Making Choices Before Confidence Shows Up
Mar 04, 2026
Making Choices Before Confidence Shows Up
There was a season in my life when my confidence disappeared.
Not cracked. Not shaken. Gone.
I kept waiting for it to come back — assuming that once I felt confident again, I’d know how to move forward. But the longer I waited, the quieter confidence became.
What I didn’t realize then was this: confidence doesn’t return because we summon it. It returns while we’re living.
Confidence is not the starting point. It’s the result.
During that season, I didn’t feel particularly brave. I didn’t feel ready. I didn’t feel sure of myself. But life kept inviting me forward anyway, and at some point I decided to respond.
I renovated and sold homes without feeling fully confident I could handle the pressure.
I learned how to dance even though I felt awkward and out of place.
I traveled solo to Spain for six weeks — not because I felt fearless, but because something in me needed movement.
None of those choices came from confidence. They came from willingness.
And something interesting happened along the way.
Confidence started to grow after the decision, not before it.
This is where many women get stuck. We tell ourselves we’ll move forward when we feel more confident, more prepared, more certain. But confidence doesn’t work that way.
Confidence is built through evidence.
Your nervous system learns trust when you show yourself that you can survive unfamiliar ground. Your mind grows steadier when it watches you take action without collapsing. Confidence forms quietly when you keep choosing forward motion, even with doubt in the passenger seat.
Waiting for confidence often keeps women frozen.
Choosing despite uncertainty teaches the body safety.
And no — this doesn’t mean forcing yourself into things that feel wrong. It means recognizing the difference between fear and misalignment. One contracts you.

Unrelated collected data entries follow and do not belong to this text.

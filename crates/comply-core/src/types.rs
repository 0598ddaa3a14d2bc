//! 任务空间基础类型
//!
//! 所有 6 维量按 `[线性(3), 角(3)]` 排列，与 [`Vector6`] 互转。

use nalgebra::{Matrix3, UnitQuaternion, Vector3};

/// 6 维实向量（任务空间）
pub type Vector6 = nalgebra::Vector6<f64>;

/// 6×6 实矩阵
pub type Matrix6 = nalgebra::Matrix6<f64>;

/// 末端位姿：位置 + 单位四元数姿态
#[derive(Debug, Clone, Copy, PartialEq)]
pub struct Pose {
    pub position: Vector3<f64>,
    pub orientation: UnitQuaternion<f64>,
}

impl Pose {
    pub fn new(position: Vector3<f64>, orientation: UnitQuaternion<f64>) -> Self {
        Self {
            position,
            orientation,
        }
    }

    /// 单位位姿（原点，无旋转）
    pub fn identity() -> Self {
        Self::new(Vector3::zeros(), UnitQuaternion::identity())
    }

    /// 仅平移的位姿
    pub fn from_translation(x: f64, y: f64, z: f64) -> Self {
        Self::new(Vector3::new(x, y, z), UnitQuaternion::identity())
    }

    /// 姿态旋转矩阵
    pub fn rotation(&self) -> Matrix3<f64> {
        self.orientation.to_rotation_matrix().into_inner()
    }

    pub fn is_finite(&self) -> bool {
        self.position.iter().all(|v| v.is_finite())
            && self.orientation.coords.iter().all(|v| v.is_finite())
    }
}

impl Default for Pose {
    fn default() -> Self {
        Self::identity()
    }
}

/// 末端速度（线速度 + 角速度）
#[derive(Debug, Clone, Copy, PartialEq, Default)]
pub struct Twist {
    pub linear: Vector3<f64>,
    pub angular: Vector3<f64>,
}

/// 末端加速度（线加速度 + 角加速度）
#[derive(Debug, Clone, Copy, PartialEq, Default)]
pub struct Accel {
    pub linear: Vector3<f64>,
    pub angular: Vector3<f64>,
}

/// 力旋量（力 + 力矩）
#[derive(Debug, Clone, Copy, PartialEq, Default)]
pub struct Wrench {
    pub force: Vector3<f64>,
    pub torque: Vector3<f64>,
}

fn split(v: &Vector6) -> (Vector3<f64>, Vector3<f64>) {
    (v.fixed_rows::<3>(0).into_owned(), v.fixed_rows::<3>(3).into_owned())
}

fn join(a: &Vector3<f64>, b: &Vector3<f64>) -> Vector6 {
    Vector6::new(a.x, a.y, a.z, b.x, b.y, b.z)
}

impl Twist {
    pub fn new(linear: Vector3<f64>, angular: Vector3<f64>) -> Self {
        Self { linear, angular }
    }

    pub fn from_vector(v: &Vector6) -> Self {
        let (linear, angular) = split(v);
        Self { linear, angular }
    }

    pub fn to_vector(&self) -> Vector6 {
        join(&self.linear, &self.angular)
    }
}

impl Accel {
    pub fn new(linear: Vector3<f64>, angular: Vector3<f64>) -> Self {
        Self { linear, angular }
    }

    pub fn from_vector(v: &Vector6) -> Self {
        let (linear, angular) = split(v);
        Self { linear, angular }
    }

    pub fn to_vector(&self) -> Vector6 {
        join(&self.linear, &self.angular)
    }
}

impl Wrench {
    pub fn zero() -> Self {
        Self::default()
    }

    pub fn new(force: Vector3<f64>, torque: Vector3<f64>) -> Self {
        Self { force, torque }
    }

    pub fn from_vector(v: &Vector6) -> Self {
        let (force, torque) = split(v);
        Self { force, torque }
    }

    pub fn to_vector(&self) -> Vector6 {
        join(&self.force, &self.torque)
    }

    /// 6 维欧氏范数
    pub fn norm(&self) -> f64 {
        self.to_vector().norm()
    }

    pub fn is_finite(&self) -> bool {
        self.force.iter().chain(self.torque.iter()).all(|v| v.is_finite())
    }

    /// 用旋转矩阵将力与力矩旋转到另一坐标系
    pub fn rotated(&self, rotation: &Matrix3<f64>) -> Self {
        Self::new(rotation * self.force, rotation * self.torque)
    }
}

impl std::ops::Add for Wrench {
    type Output = Wrench;

    fn add(self, rhs: Wrench) -> Wrench {
        Wrench::new(self.force + rhs.force, self.torque + rhs.torque)
    }
}

/// 本 tick 的接触力读数
///
/// 区分"尚未收到任何有效样本"（柔顺冻结）与"本 tick 读数异常"（按零力处理）。
#[derive(Debug, Clone, Copy, PartialEq)]
pub enum WrenchReading {
    /// 尚未收到有效样本
    NotYetReceived,
    /// 非有限值或范数超出可信界限
    Malformed,
    /// 有效读数（基坐标系）
    Valid(Wrench),
}

impl WrenchReading {
    /// 按可信界限对原始读数分类
    pub fn classify(wrench: Wrench, max_norm: f64) -> Self {
        if wrench.is_finite() && wrench.norm() < max_norm {
            Self::Valid(wrench)
        } else {
            Self::Malformed
        }
    }

    /// 参与控制计算的力旋量（无效时为零）
    pub fn effective(&self) -> Wrench {
        match self {
            Self::Valid(w) => *w,
            _ => Wrench::zero(),
        }
    }

    pub fn is_valid(&self) -> bool {
        matches!(self, Self::Valid(_))
    }
}

/// 每轴选择掩码（true 表示该轴处于力控）
#[derive(Debug, Clone, Copy, PartialEq, Eq, Default)]
pub struct AxisMask(pub [bool; 6]);

impl AxisMask {
    pub const NONE: AxisMask = AxisMask([false; 6]);
    pub const ALL: AxisMask = AxisMask([true; 6]);

    /// 仅指定轴为力控
    pub fn only(axes: &[usize]) -> Self {
        let mut mask = [false; 6];
        for &axis in axes {
            if axis < 6 {
                mask[axis] = true;
            }
        }
        Self(mask)
    }

    pub fn is_set(&self, axis: usize) -> bool {
        self.0.get(axis).copied().unwrap_or(false)
    }

    pub fn any_angular(&self) -> bool {
        self.0[3..].iter().any(|&b| b)
    }

    pub fn any(&self) -> bool {
        self.0.iter().any(|&b| b)
    }
}

/// 位置模式设定点
#[derive(Debug, Clone, Copy, PartialEq, Default)]
pub struct MotionSetpoint {
    pub pose: Pose,
    pub twist: Twist,
    pub accel: Accel,
}

impl MotionSetpoint {
    /// 静止于给定位姿
    pub fn at_rest(pose: Pose) -> Self {
        Self {
            pose,
            twist: Twist::default(),
            accel: Accel::default(),
        }
    }
}

/// 力模式设定点
#[derive(Debug, Clone, Copy, PartialEq, Default)]
pub struct ForceSetpoint {
    pub wrench: Wrench,
    pub wrench_rate: Wrench,
    pub mask: AxisMask,
}

/// 设定点槽中的一项
#[derive(Debug, Clone, Copy, PartialEq)]
pub enum Setpoint {
    Motion(MotionSetpoint),
    Force(ForceSetpoint),
}

/// 柔顺坐标系：设定点叠加柔顺偏移后的输出
#[derive(Debug, Clone, Copy, PartialEq, Default)]
pub struct CompliantFrame {
    pub pose: Pose,
    pub twist: Twist,
    pub accel: Accel,
    /// 柔顺偏移 z（3 平移 + 3 旋转向量误差）
    pub offset: Vector6,
}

The other challenges you.
Growth almost always feels unfamiliar before it feels empowering.
What I learned is this: confidence doesn’t announce itself. It accumulates.
It builds when you look back and realize you handled more than you thought you could. When unfamiliar becomes familiar. When your body stops bracing because it trusts your ability to navigate life again.
You don’t need to feel confident to take the next step.
You need to take the step so confidence has something to grow from.
If you’re in a season where confidence feels distant, let that be information — not a verdict. You’re not broken. You’re not behind. You’re simply between versions of yourself.
Make the choice anyway.
Take the class.
Have the conversation.
Say yes to something new.
Confidence will meet you there — quietly, steadily, and on its own time.